_Work request_
Output only the line that contains "pub use config::AppConfig;" and the lines after it, all verbatim, through the last one below.

_Recorded data_
::::

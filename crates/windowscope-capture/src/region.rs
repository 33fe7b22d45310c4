//! Region clamping and cropping.
//!
//! The region is re-derived against the window size on every tick since the
//! window may have been resized after the region was chosen. Clamping never
//! fails; it moves toward the nearest valid sub-rectangle instead.

use bytes::BytesMut;
use windowscope_ipc::{Frame, Rect, BYTES_PER_PIXEL};

use crate::error::CaptureError;
use crate::CaptureResult;

/// Clamp `region` so that it lies within `[0, window_width) x [0, window_height)`.
pub fn clamp_region(region: Rect, window_width: i32, window_height: i32) -> Rect {
    if window_width <= 0 || window_height <= 0 {
        return Rect::default();
    }

    let x = region.x.min(window_width - 1).max(0);
    let y = region.y.min(window_height - 1).max(0);
    let width = region.width.min(window_width - x).max(0);
    let height = region.height.min(window_height - y).max(0);

    Rect::new(x, y, width, height)
}

/// Copy the pixels of `rect` out of `frame`.
///
/// `rect` must already be clamped to the frame bounds.
pub fn crop_frame(frame: &Frame, rect: Rect) -> CaptureResult<Frame> {
    if !frame.is_valid() {
        return Err(CaptureError::FrameConversion(format!(
            "{} bytes do not form a {}x{} frame",
            frame.data.len(),
            frame.width,
            frame.height
        )));
    }

    let within = rect.x >= 0
        && rect.y >= 0
        && rect.width > 0
        && rect.height > 0
        && rect.right() as i64 <= frame.width as i64
        && rect.bottom() as i64 <= frame.height as i64;
    if !within {
        return Err(CaptureError::FrameConversion(format!(
            "crop {rect} outside {}x{} frame",
            frame.width, frame.height
        )));
    }

    let (x, y) = (rect.x as usize, rect.y as usize);
    let (width, height) = (rect.width as u32, rect.height as u32);

    // Full-frame crops share the buffer.
    if x == 0 && y == 0 && width == frame.width && height == frame.height {
        return Ok(frame.clone());
    }

    let src_stride = frame.stride();
    let row_len = width as usize * BYTES_PER_PIXEL;
    let mut out = BytesMut::with_capacity(row_len * height as usize);
    for row in y..y + height as usize {
        let start = row * src_stride + x * BYTES_PER_PIXEL;
        out.extend_from_slice(&frame.data[start..start + row_len]);
    }

    Ok(Frame::new(out.freeze(), width, height))
}

#[cfg(test)]
mod tests {
    use super::*;
    use bytes::Bytes;

    /// Frame whose pixel at (x, y) is `[x, y, 0, 255]`.
    fn gradient_frame(width: u32, height: u32) -> Frame {
        let mut data = Vec::with_capacity(Frame::buffer_size(width, height));
        for y in 0..height {
            for x in 0..width {
                data.extend_from_slice(&[x as u8, y as u8, 0, 255]);
            }
        }
        Frame::new(Bytes::from(data), width, height)
    }

    #[test]
    fn test_clamp_inside_is_unchanged() {
        let region = Rect::new(10, 20, 100, 50);
        assert_eq!(clamp_region(region, 800, 600), region);
    }

    #[test]
    fn test_clamp_after_shrink() {
        // 800x600 window shrank to 400x300 with region (700, 500, 50, 50).
        let region = Rect::new(700, 500, 50, 50);
        assert_eq!(clamp_region(region, 400, 300), Rect::new(399, 299, 1, 1));
    }

    #[test]
    fn test_clamp_negative_origin() {
        let region = Rect::new(-20, -5, 100, 100);
        assert_eq!(clamp_region(region, 50, 60), Rect::new(0, 0, 50, 60));
    }

    #[test]
    fn test_clamp_stays_within_window() {
        let sizes = [(1, 1), (7, 3), (400, 300), (1920, 1080)];
        let coords = [-500, -1, 0, 1, 6, 299, 399, 1079, 5000];
        let extents = [1, 2, 10, 50, 300, 4000];

        for &(w, h) in &sizes {
            for &x in &coords {
                for &y in &coords {
                    for &rw in &extents {
                        for &rh in &extents {
                            let out = clamp_region(Rect::new(x, y, rw, rh), w, h);
                            assert!(out.x >= 0 && out.right() <= w, "{out} in {w}x{h}");
                            assert!(out.y >= 0 && out.bottom() <= h, "{out} in {w}x{h}");
                            assert!(out.width > 0 && out.height > 0);
                        }
                    }
                }
            }
        }
    }

    #[test]
    fn test_clamp_degenerate_window() {
        assert_eq!(clamp_region(Rect::new(5, 5, 10, 10), 0, 100), Rect::default());
        assert_eq!(clamp_region(Rect::new(5, 5, 10, 10), 100, -3), Rect::default());
    }

    #[test]
    fn test_crop_copies_rows() {
        let frame = gradient_frame(8, 6);
        let cropped = crop_frame(&frame, Rect::new(2, 3, 3, 2)).unwrap();

        assert_eq!((cropped.width, cropped.height), (3, 2));
        assert!(cropped.is_valid());
        assert_eq!(&cropped.data[0..4], &[2, 3, 0, 255]);
        assert_eq!(&cropped.data[8..12], &[4, 3, 0, 255]);
        assert_eq!(&cropped.data[12..16], &[2, 4, 0, 255]);
    }

    #[test]
    fn test_crop_full_frame_shares_buffer() {
        let frame = gradient_frame(4, 4);
        let cropped = crop_frame(&frame, Rect::new(0, 0, 4, 4)).unwrap();
        assert_eq!(cropped.data.as_ptr(), frame.data.as_ptr());
    }

    #[test]
    fn test_crop_rejects_out_of_bounds() {
        let frame = gradient_frame(4, 4);
        assert!(crop_frame(&frame, Rect::new(2, 2, 3, 1)).is_err());
        assert!(crop_frame(&frame, Rect::new(0, 0, 0, 1)).is_err());
    }

    #[test]
    fn test_crop_rejects_malformed_frame() {
        let frame = Frame::new(Bytes::from(vec![0u8; 7]), 2, 2);
        assert!(crop_frame(&frame, Rect::new(0, 0, 1, 1)).is_err());
    }
}
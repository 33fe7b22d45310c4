//! windowscope application library.

mod config;
mod console;

pub use config::AppConfig;
pub use console::{log_event, log_events, read_commands};

use tracing_subscriber::{layer::SubscriberExt, util::SubscriberInitExt};

/// Initialize logging. `RUST_LOG` overrides the default filter.
pub fn init_logging() {
    tracing_subscriber::registry()
        .with(
            tracing_subscriber::EnvFilter::try_from_default_env().unwrap_or_else(|_| {
                "windowscope=debug,windowscope_lib=debug,windowscope_engine=debug,windowscope_capture=debug"
                    .into()
            }),
        )
        .with(tracing_subscriber::fmt::layer())
        .init();
}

::::

_Response_
pub use config::AppConfig;
pub use console::{log_event, log_events, read_commands};

use tracing_subscriber::{layer::SubscriberExt, util::SubscriberInitExt};

/// Initialize logging. `RUST_LOG` overrides the default filter.
pub fn init_logging() {
    tracing_subscriber::registry()
        .with(
            tracing_subscriber::EnvFilter::try_from_default_env().unwrap_or_else(|_| {
                "windowscope=debug,windowscope_lib=debug,windowscope_engine=debug,windowscope_capture=debug"
                    .into()
            }),
        )
        .with(tracing_subscriber::fmt::layer())
        .init();
}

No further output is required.